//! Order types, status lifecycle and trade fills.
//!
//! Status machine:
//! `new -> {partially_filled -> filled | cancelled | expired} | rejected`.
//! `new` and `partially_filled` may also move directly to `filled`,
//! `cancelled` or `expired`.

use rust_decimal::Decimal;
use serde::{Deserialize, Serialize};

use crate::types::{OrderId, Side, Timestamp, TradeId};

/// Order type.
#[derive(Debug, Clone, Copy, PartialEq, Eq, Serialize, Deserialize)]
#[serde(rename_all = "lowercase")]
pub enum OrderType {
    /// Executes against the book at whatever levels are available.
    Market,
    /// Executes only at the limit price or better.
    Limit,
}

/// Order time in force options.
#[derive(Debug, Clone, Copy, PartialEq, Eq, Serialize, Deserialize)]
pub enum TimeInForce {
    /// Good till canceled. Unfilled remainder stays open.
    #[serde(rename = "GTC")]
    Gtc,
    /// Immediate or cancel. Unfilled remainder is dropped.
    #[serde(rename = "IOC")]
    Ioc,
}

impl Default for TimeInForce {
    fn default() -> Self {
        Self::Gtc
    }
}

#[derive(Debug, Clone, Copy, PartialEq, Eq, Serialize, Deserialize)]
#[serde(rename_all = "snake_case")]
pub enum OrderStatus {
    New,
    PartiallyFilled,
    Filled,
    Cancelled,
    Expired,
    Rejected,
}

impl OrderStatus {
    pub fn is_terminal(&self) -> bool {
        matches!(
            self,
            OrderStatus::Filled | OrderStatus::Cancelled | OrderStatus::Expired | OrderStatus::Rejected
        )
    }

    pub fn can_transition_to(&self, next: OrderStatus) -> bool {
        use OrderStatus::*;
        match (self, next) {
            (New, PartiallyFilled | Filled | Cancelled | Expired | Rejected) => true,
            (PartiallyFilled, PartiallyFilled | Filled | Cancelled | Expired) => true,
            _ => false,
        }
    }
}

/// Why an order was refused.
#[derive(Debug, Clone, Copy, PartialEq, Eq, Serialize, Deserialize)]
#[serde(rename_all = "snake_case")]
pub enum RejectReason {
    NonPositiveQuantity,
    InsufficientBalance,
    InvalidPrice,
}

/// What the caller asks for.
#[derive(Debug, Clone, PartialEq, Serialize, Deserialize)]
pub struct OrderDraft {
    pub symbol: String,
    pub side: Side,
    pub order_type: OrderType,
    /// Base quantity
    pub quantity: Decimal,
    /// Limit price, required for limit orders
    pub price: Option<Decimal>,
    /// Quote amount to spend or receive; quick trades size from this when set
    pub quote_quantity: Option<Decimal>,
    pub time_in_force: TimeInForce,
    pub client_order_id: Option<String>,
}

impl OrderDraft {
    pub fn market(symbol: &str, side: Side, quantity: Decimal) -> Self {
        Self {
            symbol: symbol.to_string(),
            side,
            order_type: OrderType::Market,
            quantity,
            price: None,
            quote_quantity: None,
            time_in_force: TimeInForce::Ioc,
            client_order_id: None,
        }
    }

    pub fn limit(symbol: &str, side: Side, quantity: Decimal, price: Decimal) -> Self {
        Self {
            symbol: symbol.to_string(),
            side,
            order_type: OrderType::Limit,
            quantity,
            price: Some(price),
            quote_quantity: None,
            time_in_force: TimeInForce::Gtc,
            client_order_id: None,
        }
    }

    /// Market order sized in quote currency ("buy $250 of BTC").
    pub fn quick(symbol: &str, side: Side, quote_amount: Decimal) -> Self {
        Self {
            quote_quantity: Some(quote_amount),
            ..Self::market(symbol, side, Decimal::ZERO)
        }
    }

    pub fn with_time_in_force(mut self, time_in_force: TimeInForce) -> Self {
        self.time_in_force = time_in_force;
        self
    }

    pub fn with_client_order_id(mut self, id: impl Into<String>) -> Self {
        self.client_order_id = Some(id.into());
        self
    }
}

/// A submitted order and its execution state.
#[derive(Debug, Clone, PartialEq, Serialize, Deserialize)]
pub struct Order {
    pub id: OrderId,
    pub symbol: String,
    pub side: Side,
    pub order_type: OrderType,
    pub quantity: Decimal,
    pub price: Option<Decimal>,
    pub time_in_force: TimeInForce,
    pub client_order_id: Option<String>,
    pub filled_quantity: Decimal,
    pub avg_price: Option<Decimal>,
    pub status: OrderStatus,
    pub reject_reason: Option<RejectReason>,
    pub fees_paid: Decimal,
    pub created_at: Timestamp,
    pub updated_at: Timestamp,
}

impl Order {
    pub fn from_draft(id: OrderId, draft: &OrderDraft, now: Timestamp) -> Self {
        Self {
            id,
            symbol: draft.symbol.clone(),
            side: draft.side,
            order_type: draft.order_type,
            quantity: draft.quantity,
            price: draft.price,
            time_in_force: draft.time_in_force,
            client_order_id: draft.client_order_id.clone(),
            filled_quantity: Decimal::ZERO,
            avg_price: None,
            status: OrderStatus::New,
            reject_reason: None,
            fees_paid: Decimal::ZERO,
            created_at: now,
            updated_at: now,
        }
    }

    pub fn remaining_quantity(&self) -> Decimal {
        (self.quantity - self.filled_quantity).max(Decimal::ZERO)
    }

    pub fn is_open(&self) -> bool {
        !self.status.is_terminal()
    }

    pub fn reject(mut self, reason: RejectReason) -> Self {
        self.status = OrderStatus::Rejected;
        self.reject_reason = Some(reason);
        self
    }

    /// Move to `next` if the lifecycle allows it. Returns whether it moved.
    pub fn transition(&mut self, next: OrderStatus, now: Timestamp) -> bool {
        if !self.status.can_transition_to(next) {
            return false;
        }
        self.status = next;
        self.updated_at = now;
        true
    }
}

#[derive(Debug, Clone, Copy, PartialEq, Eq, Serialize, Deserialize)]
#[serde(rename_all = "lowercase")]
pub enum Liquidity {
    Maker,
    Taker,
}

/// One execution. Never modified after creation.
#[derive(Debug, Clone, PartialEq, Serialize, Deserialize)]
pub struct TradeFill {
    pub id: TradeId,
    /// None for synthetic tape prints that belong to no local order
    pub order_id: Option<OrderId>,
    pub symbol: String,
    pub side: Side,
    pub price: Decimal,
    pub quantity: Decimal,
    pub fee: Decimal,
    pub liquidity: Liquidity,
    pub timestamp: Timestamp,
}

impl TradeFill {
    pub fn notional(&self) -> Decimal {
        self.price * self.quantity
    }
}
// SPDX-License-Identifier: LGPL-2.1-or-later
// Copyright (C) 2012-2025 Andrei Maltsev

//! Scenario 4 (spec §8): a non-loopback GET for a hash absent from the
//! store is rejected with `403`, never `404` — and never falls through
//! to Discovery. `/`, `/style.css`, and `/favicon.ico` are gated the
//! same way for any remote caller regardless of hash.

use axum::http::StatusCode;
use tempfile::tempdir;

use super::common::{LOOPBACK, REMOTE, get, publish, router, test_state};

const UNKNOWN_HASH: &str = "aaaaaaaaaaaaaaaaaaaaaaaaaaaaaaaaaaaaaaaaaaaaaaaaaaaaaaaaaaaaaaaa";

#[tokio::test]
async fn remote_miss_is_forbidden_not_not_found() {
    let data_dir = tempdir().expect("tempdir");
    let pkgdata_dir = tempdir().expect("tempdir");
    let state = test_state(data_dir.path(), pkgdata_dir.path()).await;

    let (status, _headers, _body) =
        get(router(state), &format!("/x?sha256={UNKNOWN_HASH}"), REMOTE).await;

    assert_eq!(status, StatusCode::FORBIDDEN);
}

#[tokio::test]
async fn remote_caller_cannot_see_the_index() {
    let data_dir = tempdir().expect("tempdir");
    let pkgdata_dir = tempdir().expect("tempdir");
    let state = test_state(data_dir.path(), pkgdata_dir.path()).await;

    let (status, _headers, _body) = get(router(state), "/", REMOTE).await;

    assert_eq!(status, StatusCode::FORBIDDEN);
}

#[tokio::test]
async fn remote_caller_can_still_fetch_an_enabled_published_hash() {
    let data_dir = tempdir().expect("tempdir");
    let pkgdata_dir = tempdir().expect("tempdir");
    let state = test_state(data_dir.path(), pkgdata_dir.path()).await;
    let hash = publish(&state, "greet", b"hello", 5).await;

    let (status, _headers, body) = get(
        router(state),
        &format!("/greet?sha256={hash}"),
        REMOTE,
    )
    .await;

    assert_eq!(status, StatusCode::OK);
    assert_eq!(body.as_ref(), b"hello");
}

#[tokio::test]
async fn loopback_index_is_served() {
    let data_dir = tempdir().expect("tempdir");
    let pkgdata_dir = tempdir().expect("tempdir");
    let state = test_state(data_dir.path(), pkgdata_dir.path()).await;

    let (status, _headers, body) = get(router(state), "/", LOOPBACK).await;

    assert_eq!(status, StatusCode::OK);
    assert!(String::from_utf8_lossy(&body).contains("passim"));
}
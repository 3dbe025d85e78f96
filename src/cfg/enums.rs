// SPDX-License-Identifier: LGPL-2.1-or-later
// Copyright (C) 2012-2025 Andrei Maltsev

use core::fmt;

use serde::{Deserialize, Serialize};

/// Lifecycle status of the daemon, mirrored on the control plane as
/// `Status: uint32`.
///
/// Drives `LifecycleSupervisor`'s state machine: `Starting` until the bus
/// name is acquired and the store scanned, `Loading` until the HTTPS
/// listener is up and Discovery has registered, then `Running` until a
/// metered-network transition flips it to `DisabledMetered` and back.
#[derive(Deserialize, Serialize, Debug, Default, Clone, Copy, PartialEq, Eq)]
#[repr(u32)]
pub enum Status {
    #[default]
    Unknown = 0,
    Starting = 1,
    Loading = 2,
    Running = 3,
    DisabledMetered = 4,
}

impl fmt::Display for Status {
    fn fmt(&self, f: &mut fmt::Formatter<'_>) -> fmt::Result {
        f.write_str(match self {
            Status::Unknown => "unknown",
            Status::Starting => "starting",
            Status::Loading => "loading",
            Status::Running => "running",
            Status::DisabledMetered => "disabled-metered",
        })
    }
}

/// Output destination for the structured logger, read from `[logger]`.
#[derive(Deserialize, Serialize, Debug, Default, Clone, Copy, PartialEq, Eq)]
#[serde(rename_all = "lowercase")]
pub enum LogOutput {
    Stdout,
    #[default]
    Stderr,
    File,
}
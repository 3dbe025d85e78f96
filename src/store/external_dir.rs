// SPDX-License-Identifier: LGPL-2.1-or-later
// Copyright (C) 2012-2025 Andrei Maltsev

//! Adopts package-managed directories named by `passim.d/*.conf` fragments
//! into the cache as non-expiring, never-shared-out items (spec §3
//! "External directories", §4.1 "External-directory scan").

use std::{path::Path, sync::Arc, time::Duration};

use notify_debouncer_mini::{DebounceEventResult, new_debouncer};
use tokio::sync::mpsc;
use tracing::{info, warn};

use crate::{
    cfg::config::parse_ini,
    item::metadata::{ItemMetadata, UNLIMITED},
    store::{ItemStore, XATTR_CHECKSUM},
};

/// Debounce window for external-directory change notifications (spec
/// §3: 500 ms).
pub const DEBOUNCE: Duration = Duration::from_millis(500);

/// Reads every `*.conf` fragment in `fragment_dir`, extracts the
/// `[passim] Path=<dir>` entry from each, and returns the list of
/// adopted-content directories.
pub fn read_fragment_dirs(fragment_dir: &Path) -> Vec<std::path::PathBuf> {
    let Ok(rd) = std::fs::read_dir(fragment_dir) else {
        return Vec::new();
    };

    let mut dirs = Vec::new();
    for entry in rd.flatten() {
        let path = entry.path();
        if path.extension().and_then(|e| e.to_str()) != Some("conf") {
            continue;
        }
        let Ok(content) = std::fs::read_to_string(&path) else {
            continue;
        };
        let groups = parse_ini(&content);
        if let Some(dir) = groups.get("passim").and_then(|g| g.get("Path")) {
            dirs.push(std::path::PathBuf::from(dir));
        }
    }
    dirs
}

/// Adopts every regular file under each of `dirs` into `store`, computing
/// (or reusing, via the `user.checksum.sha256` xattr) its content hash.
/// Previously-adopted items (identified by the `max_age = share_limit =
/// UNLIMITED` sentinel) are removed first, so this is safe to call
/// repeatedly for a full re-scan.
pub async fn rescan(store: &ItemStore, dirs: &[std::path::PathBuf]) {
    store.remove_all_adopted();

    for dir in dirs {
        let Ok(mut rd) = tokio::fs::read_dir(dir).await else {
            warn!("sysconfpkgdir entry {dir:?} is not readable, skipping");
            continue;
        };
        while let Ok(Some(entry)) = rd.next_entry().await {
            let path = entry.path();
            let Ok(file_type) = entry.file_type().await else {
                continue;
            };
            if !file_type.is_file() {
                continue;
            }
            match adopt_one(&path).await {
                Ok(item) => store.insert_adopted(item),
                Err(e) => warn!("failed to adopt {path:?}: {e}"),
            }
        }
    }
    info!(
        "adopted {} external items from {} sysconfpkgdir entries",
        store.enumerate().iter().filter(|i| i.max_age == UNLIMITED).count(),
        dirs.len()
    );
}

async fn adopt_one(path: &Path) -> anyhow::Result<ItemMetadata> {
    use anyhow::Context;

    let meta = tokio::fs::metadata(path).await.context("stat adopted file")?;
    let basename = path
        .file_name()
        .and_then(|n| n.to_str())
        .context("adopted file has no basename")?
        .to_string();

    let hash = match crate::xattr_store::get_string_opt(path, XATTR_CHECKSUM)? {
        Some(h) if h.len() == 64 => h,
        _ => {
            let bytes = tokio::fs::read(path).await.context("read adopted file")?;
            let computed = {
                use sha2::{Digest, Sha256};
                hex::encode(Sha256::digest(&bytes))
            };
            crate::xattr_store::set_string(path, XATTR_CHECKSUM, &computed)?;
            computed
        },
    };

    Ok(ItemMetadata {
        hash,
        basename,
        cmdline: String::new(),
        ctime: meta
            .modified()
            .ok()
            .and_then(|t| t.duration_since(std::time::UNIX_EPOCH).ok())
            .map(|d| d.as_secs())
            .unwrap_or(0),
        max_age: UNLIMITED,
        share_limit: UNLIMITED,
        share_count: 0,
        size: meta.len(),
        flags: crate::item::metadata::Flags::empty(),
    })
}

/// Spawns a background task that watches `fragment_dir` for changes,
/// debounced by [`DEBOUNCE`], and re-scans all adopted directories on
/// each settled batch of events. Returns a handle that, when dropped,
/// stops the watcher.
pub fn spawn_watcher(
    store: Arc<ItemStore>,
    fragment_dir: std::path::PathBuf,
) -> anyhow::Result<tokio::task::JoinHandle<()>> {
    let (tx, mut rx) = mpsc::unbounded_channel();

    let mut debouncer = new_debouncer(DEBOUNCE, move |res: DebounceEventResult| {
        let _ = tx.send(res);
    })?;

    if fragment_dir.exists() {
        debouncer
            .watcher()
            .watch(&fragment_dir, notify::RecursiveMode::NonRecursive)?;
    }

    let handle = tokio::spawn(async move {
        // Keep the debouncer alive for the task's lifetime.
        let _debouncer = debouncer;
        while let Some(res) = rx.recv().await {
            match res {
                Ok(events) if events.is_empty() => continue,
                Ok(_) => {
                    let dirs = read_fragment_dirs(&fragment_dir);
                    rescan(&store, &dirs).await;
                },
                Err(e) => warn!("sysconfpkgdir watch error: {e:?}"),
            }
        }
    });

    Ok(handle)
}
***
-- Work to complete --
Make a list of all lines in the data that contain "Loading".

-- Reply to the exercise --
/// name is acquired and the store scanned, `Loading` until the HTTPS
    Loading = 2,
            Status::Loading => "loading",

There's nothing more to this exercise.